Остановимся на одном наблюдении, которое, как говорит Бирк, явилось для него “фонарем, бросившим свет на темные, полусознательные пути” его духа. Отмечая особенность своего восприятия действительности, герой говорит о том, что зрительные ощущения являлись для него преобладающими, определяли его настроение. Основываясь на этом, герой проводит параллель между зрительным восприятием города и загородного пейзажа: “Начав с формы, я применил геометрию. Существенная разница линий бросалась в глаза. Прямые линии, горизонтальные плоскости, кубы, прямоугольные пирамиды, прямые углы являлись геометрическим выражением города; кривые же поверхности, так же, как и кривые контуры, были незначительной примесью, слабым узором фона, в основу которого была положена прямая линия”. О чем же говорят эти размышления? Не о том ли, что сама форма города, созданная в “основе своей” прямой линией, безжизненна, мертва. Впечатление это усиливается, когда герой переходит к краскам: “Здесь не было возможности точного обобщения, но все же я нашел, что в городе встречаются по преимуществу темные, однотонные, лишенные оттенков цвета, с резкими контурами. (…) Прямая линия. Впечатление тени”. Сравним: “Наоборот, пейзаж, даже лесной, являлся противоположностью городу, воплощением кривых линий, кривых поверхностей, волнистости и спирали. (…) Лес, река, горы, наоборот, дают тона светлые и яркие, с бесчисленными оттенками и движением красок (…). Кривая линия. (…) Впечатление света, доставляемое природой”.

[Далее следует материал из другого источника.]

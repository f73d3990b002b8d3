//! Renders a solved (or partial) [`Board`] back out: the tab-separated
//! TAAI format for solution files, and a glyph form for debug logging.

use std::fmt::Write as _;

use crate::board::{Board, BLACK, CONFLICT, UNKNOWN, WHITE};

/// Renders `board` in TAAI format: `n` lines of `n` tab-separated
/// integers, `1` for `BLACK`, `0` for `WHITE`, `-1` for `UNKNOWN` (should
/// not occur in a solved board), `-2` for the illegal `CONFLICT` state.
pub fn render_taai(board: &Board) -> String {
    let n = board.n();
    let mut out = String::with_capacity(n * (n * 2));
    for j in 0..n {
        for i in 0..n {
            let token = match board.get(i, j) {
                BLACK => "1",
                WHITE => "0",
                UNKNOWN => "-1",
                CONFLICT => "-2",
                _ => unreachable!("a cell is always one of the four packed states"),
            };
            out.push_str(token);
            if i != n - 1 {
                out.push('\t');
            }
        }
        out.push('\n');
    }
    out
}

/// Renders `board` with a glyph per cell for debug logs: `#` for `BLACK`,
/// `.` for `WHITE`, `?` for `UNKNOWN`, `X` for `CONFLICT`.
pub fn render_debug(board: &Board) -> String {
    let n = board.n();
    let mut out = String::with_capacity(n * (n + 1));
    for j in 0..n {
        for i in 0..n {
            let glyph = match board.get(i, j) {
                BLACK => '#',
                WHITE => '.',
                UNKNOWN => '?',
                CONFLICT => 'X',
                _ => unreachable!("a cell is always one of the four packed states"),
            };
            let _ = write!(out, "{}", glyph);
        }
        out.push('\n');
    }
    out
}

#[cfg(test)]
mod tests {
    use super::*;
    use crate::workqueue::WorkQueue;

    #[test]
    fn all_white_board_renders_as_zeros() {
        let mut board = Board::new(3);
        let mut q = WorkQueue::new(3);
        for i in 0..3 {
            for j in 0..3 {
                board.set_and_flag(i, j, WHITE, &mut q);
            }
        }
        let rendered = render_taai(&board);
        assert_eq!(rendered, "0\t0\t0\n0\t0\t0\n0\t0\t0\n");
    }

    #[test]
    fn unknown_cells_render_as_minus_one() {
        let board = Board::new(2);
        let rendered = render_taai(&board);
        assert_eq!(rendered, "-1\t-1\n-1\t-1\n");
    }

    #[test]
    fn debug_render_uses_glyphs() {
        let board = Board::new(2);
        let rendered = render_debug(&board);
        assert_eq!(rendered, "??\n??\n");
    }
}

Как выясняется, “чрезмерно сильная впечатлительность (героя), поражаемая то одними и теми же, то подобными друг другу формами”, притупилась и атрофировалась. Этому способствовало и то, что “чувство контраста”, возникавшее от действия загородных прогулок, исчезло, так как они были редки.
В “подобные друг другу формы” однообразия укладывается и жизнь людей, которых наблюдал герой: “…я был поражен скудостью человеческих переживаний; все они не выходили за границы маленького, однообразного, несовершенного тела, двух — трех десятков основных чувств, главными из которых следовало признать удовлетворение голода, удовлетворение любви и удовлетворение любопытства”. Однообразие, заключенное в форму: оборваны все связи с внешним миром, в четырехугольных формах, производящих впечатление жуткого однообразия, заключено тело, несущее не менее жуткое однообразие в самом себе, — вот образ бессмысленной, бесцельной жизни. И Бирк берется за пистолет. Но пережитое потрясение: “Меня удивлял пароксизм ужаса перед моментом спуска курка” (пистолет дал осечку, и герой остался жив) — терзает его неразрешимым противоречием: “И вне и внутри меня, соединенный через тоненькую преграду — человеческий разум, клубился океан сил”.